问题
I have an XML Files and I want to remove those Hexadecimal Characters Errors from the file below is the invalid characters:
I don't know what does STX means and when i tried copying it to my clipboard and paste it in MS Work it shows some other value.
How can I write a script in powershell to remove the above from my XML file.
回答1:
The following regex will remove any invalid characters from XML by specifying a character class negating the entire set of valid unicode entries in an XML document:
$rPattern = "[^\x09\x0A\x0D\x20-\xD7FF\xE000-\xFFFD\x10000\x10FFFF]"

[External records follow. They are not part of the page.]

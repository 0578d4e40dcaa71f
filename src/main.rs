use std::env;
use std::sync::Arc;

use clap::{Parser, Subcommand};
use dotenv::dotenv;
use tracing::{error, info};
use tracing_subscriber::fmt::format::FmtSpan;

use omni::agents::population::{default_roster, AgentPopulation};
use omni::agents::rule_based::RuleBasedAgent;
use omni::agents::Agent;
use omni::config::Config;
use omni::data_store::DataStore;
use omni::execution::adapters::router::VenueRouter;
use omni::execution::adapters::{OnChainAdapter, RestSignedAdapter, SolanaAdapter};
use omni::execution::ExecutionLayer;
use omni::feature_pipeline::{CompositeMarketDataSource, FeaturePipeline, RestMarketDataSource};
use omni::memory::EpisodicMemory;
use omni::orchestrator::Orchestrator;
use omni::persistence::FileStore;
use omni::risk::RiskEngine;
use omni::scanner::MarketScanner;

const MEMORY_CAPACITY: usize = 5_000;
const SCANNER_CONCURRENCY: usize = 8;

#[derive(Parser)]
#[clap(author, version, about = "Autonomous multi-agent cryptocurrency trading platform", long_about = None)]
struct Cli {
    #[clap(subcommand)]
    command: Commands,
}

#[derive(Subcommand)]
enum Commands {
    /// Run the agent population against the configured venues.
    Run {
        /// Starting equity, in quote currency.
        #[clap(short, long, default_value = "1000.0")]
        equity: f64,
    },
    /// Validate the environment-derived configuration and exit.
    CheckConfig,
}

/// Builds the default roster as rule-based agents. `LlmBackedAgent` needs a
/// concrete `LlmClient`, which this crate deliberately doesn't implement.
fn build_population(max_daily_loss_pct: f64) -> AgentPopulation {
    let roster = default_roster();
    let agents: Vec<Box<dyn Agent>> = roster
        .into_iter()
        .enumerate()
        .map(|(i, (specialization, personality))| -> Box<dyn Agent> {
            Box::new(RuleBasedAgent::new(format!("agent-{i}-{specialization:?}").to_lowercase(), specialization, personality))
        })
        .collect();
    AgentPopulation::new(agents, max_daily_loss_pct)
}

#[tokio::main]
async fn main() -> anyhow::Result<()> {
    dotenv().ok();
    tracing_subscriber::fmt()
        .with_span_events(FmtSpan::CLOSE)
        .with_env_filter(env::var("RUST_LOG").unwrap_or_else(|_| "info".to_string()))
        .init();

    let cli = Cli::parse();
    let config = Config::from_env()?;

    match cli.command {
        Commands::CheckConfig => {
            info!(symbols = ?config.symbols, decision_interval_seconds = config.decision_interval_seconds, "configuration valid");
            Ok(())
        }
        Commands::Run { equity } => run(config, equity).await,
    }
}

async fn run(config: Config, equity: f64) -> anyhow::Result<()> {
    let rest_source = Arc::new(RestMarketDataSource::new(config.rest_base_url.clone()));
    let source = Arc::new(CompositeMarketDataSource::new(rest_source, config.symbols.clone()));
    let pipeline = Arc::new(FeaturePipeline::new(source));
    let data_store = Arc::new(DataStore::new(pipeline.clone(), vec![]));
    let scanner = MarketScanner::new(pipeline.clone(), SCANNER_CONCURRENCY);

    let risk = Arc::new(RiskEngine::new(equity, &config));

    let api_key = config.aster_api_key.clone().unwrap_or_default();
    let api_secret = config.aster_api_secret.clone().unwrap_or_default();
    let router = VenueRouter::new(
        config.symbols.clone(),
        vec![],
        vec![],
        Arc::new(RestSignedAdapter::new(api_key, api_secret, config.rest_base_url.clone())),
        Arc::new(OnChainAdapter::new("https://api.mainnet-beta.solana.com".to_string())),
        Arc::new(SolanaAdapter::new("https://api.mainnet-beta.solana.com".to_string())),
    );
    let execution = Arc::new(ExecutionLayer::new(router, risk.clone(), None));

    let population = Arc::new(tokio::sync::RwLock::new(build_population(config.max_daily_loss_pct)));
    let memory = EpisodicMemory::new(MEMORY_CAPACITY);
    let store: Arc<dyn omni::persistence::Store> = Arc::new(FileStore::new("./data"));

    let (_shutdown_tx, shutdown_rx) = tokio::sync::watch::channel(false);

    let orchestrator = Orchestrator::new(
        config,
        population.clone(),
        scanner,
        data_store,
        risk,
        execution,
        memory,
        store,
        shutdown_rx,
    );

    let mut cio = omni::cio::CioLoop::new();
    let cio_population = population.clone();
    tokio::spawn(async move {
        cio.run(cio_population).await;
    });

    tokio::spawn(async move {
        if let Err(e) = tokio::signal::ctrl_c().await {
            error!(error = %e, "failed to install ctrl-c handler, running until killed");
            return;
        }
        info!("shutdown signal received");
        let _ = _shutdown_tx.send(true);
    });

    orchestrator.load_inherited_positions().await;
    orchestrator.run().await;
    Ok(())
}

$xmlText -replace $rPattern,''
This can easily be turned into a simple function:
function Repair-XmlString
{
[CmdletBinding()]
param(
[Parameter(Mandatory=$true,Position=0)]
[string]$inXML
)
# Match all characters that does NOT belong in an XML document
$rPattern = "[^\x09\x0A\x0D\x20-\xD7FF\xE000-\xFFFD\x10000\x10FFFF]"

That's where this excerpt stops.